→ **Brief**: Please retype the entries below exactly as they are written.

→ **Collected data**:
########
impl SeaOrmLibraryService {
    #[must_use]
    pub fn new(store: Store, event_bus: broadcast::Sender<NotificationEvent>) -> Self {
        Self {
            store,
            event_bus,
            sync: None,
            locks: Mutex::new(HashMap::new()),
        }
    }

    /// Pushes every committed change to the remote list.
    #[must_use]
    pub fn with_sync(mut self, sync: RemoteSync) -> Self {
        self.sync = Some(sync);
        self
    }

    /// Rejects episode numbers that would be stored as progress but cannot
    /// be one.
    fn check_episode(episode: u32) -> Result<(), LibraryError> {
        if episode > MAX_EPISODE_NUMBER {
            return Err(LibraryError::Validation(format!(
                "Episode {episode} exceeds the maximum of {MAX_EPISODE_NUMBER}"
            )));
        }
        Ok(())
    }

    async fn entry_lock(&self, id: AnimeId) -> Arc<Mutex<()>> {
        let mut locks = self.locks.lock().await;
        Arc::clone(locks.entry(id).or_default())
    }

    async fn commit<F>(&self, id: AnimeId, apply: F) -> Result<Reconciliation, LibraryError>
    where
        F: FnOnce(&LibraryEntry) -> Reconciliation + Send,
    {
        let lock = self.entry_lock(id).await;
        let _guard = lock.lock().await;

        let reconciliation = self
            .store
            .commit_reconciliation(id, apply)
            .await?
            .ok_or(LibraryError::NotFound(id))?;

        self.after_commit(&reconciliation);
        Ok(reconciliation)
    }

    fn after_commit(&self, reconciliation: &Reconciliation) {
        let entry = &reconciliation.entry;

        if let Some(clamp) = reconciliation.clamp {
            let reason = match clamp.reason {
                crate::models::ClampReason::Regression => "regression",
                crate::models::ClampReason::Ceiling => "ceiling",
            };
            metrics::counter!("shiori_progress_clamps_total", "reason" => reason).increment(1);
            tracing::debug!(
                anime_id = %entry.id,
                reason,
                clamped_from = clamp.clamped_from,
                clamped_to = clamp.clamped_to,
                "Observed episode clamped"
            );
        }

        if !reconciliation.changed() && entry.progress == reconciliation.previous_progress {
            return;
        }

        tracing::info!(
            event = "progress_updated",
            anime_id = %entry.id,
            title = %entry.title,
            progress = %entry.display_progress(),
            status = %entry.status,
            new_events = reconciliation.events.len(),
            "Library entry updated"
        );

        let _ = self.event_bus.send(NotificationEvent::ProgressUpdated {
            anime_id: entry.id,
            title: entry.title.clone(),
            progress: entry.progress,
            episodes: entry.episodes,
            status: entry.status,
            clamp: reconciliation.clamp,
        });

        if let Some(sync) = &self.sync {
            sync.push(entry, Some(entry.progress));
        }
    }
}

/// Merged form of a local entry and its remote counterpart, or `None` when
/// the merge changes nothing.
#[must_use]
pub fn merge_remote_entry(
    local: Option<&LibraryEntry>,
    remote: &RemoteListEntry,
    now: DateTime<Utc>,
) -> Option<LibraryEntry> {
    let mut merged = match local {
        Some(local) => {
            let mut merged = local.clone();
            merged.title.clone_from(&remote.media.title);
            merged.title_english.clone_from(&remote.media.title_english);
            merged.title_japanese.clone_from(&remote.media.title_japanese);
            merged.episodes = remote.media.episodes.or(local.episodes);
            merged.status = remote.status;
            merged.progress = local.progress.max(remote.progress);
            merged
        }
        None => {
            let mut entry = LibraryEntry::from_media(&remote.media, remote.status, now);
            entry.progress = remote.progress;
            entry
        }
    };

    if let Some(total) = merged.known_episodes() {
        merged.progress = merged.progress.min(total);
    }

    if local.is_some_and(|l| *l == merged) {
        return None;
    }

    merged.updated_at = now;
    Some(merged)
}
########
→ **Response for this exercise**:
impl SeaOrmLibraryService {
    #[must_use]
    pub fn new(store: Store, event_bus: broadcast::Sender<NotificationEvent>) -> Self {
        Self {
            store,
            event_bus,
            sync: None,
            locks: Mutex::new(HashMap::new()),
        }
    }

    /// Pushes every committed change to the remote list.
    #[must_use]
    pub fn with_sync(mut self, sync: RemoteSync) -> Self {
        self.sync = Some(sync);
        self
    }

    /// Rejects episode numbers that would be stored as progress but cannot
    /// be one.
    fn check_episode(episode: u32) -> Result<(), LibraryError> {
        if episode > MAX_EPISODE_NUMBER {
            return Err(LibraryError::Validation(format!(
                "Episode {episode} exceeds the maximum of {MAX_EPISODE_NUMBER}"
            )));
        }
        Ok(())
    }

    async fn entry_lock(&self, id: AnimeId) -> Arc<Mutex<()>> {
        let mut locks = self.locks.lock().await;
        Arc::clone(locks.entry(id).or_default())
    }

    async fn commit<F>(&self, id: AnimeId, apply: F) -> Result<Reconciliation, LibraryError>
    where
        F: FnOnce(&LibraryEntry) -> Reconciliation + Send,
    {
        let lock = self.entry_lock(id).await;
        let _guard = lock.lock().await;

        let reconciliation = self
            .store
            .commit_reconciliation(id, apply)
            .await?
            .ok_or(LibraryError::NotFound(id))?;

        self.after_commit(&reconciliation);
        Ok(reconciliation)
    }

    fn after_commit(&self, reconciliation: &Reconciliation) {
        let entry = &reconciliation.entry;

        if let Some(clamp) = reconciliation.clamp {
            let reason = match clamp.reason {
                crate::models::ClampReason::Regression => "regression",
                crate::models::ClampReason::Ceiling => "ceiling",
            };
            metrics::counter!("shiori_progress_clamps_total", "reason" => reason).increment(1);
            tracing::debug!(
                anime_id = %entry.id,
                reason,
                clamped_from = clamp.clamped_from,
                clamped_to = clamp.clamped_to,
                "Observed episode clamped"
            );
        }

        if !reconciliation.changed() && entry.progress == reconciliation.previous_progress {
            return;
        }

        tracing::info!(
            event = "progress_updated",
            anime_id = %entry.id,
            title = %entry.title,
            progress = %entry.display_progress(),
            status = %entry.status,
            new_events = reconciliation.events.len(),
            "Library entry updated"
        );

        let _ = self.event_bus.send(NotificationEvent::ProgressUpdated {
            anime_id: entry.id,
            title: entry.title.clone(),
            progress: entry.progress,
            episodes: entry.episodes,
            status: entry.status,
            clamp: reconciliation.clamp,
        });

        if let Some(sync) = &self.sync {
            sync.push(entry, Some(entry.progress));
        }
    }
}

/// Merged form of a local entry and its remote counterpart, or `None` when
/// the merge changes nothing.
#[must_use]
pub fn merge_remote_entry(
    local: Option<&LibraryEntry>,
    remote: &RemoteListEntry,
    now: DateTime<Utc>,
) -> Option<LibraryEntry> {
    let mut merged = match local {
        Some(local) => {
            let mut merged = local.clone();
            merged.title.clone_from(&remote.media.title);
            merged.title_english.clone_from(&remote.media.title_english);
            merged.title_japanese.clone_from(&remote.media.title_japanese);
            merged.episodes = remote.media.episodes.or(local.episodes);
            merged.status = remote.status;
            merged.progress = local.progress.max(remote.progress);
            merged
        }
        None => {
            let mut entry = LibraryEntry::from_media(&remote.media, remote.status, now);
            entry.progress = remote.progress;
            entry
        }
    };

    if let Some(total) = merged.known_episodes() {
        merged.progress = merged.progress.min(total);
    }

    if local.is_some_and(|l| *l == merged) {
        return None;
    }

    merged.updated_at = now;
    Some(merged)
}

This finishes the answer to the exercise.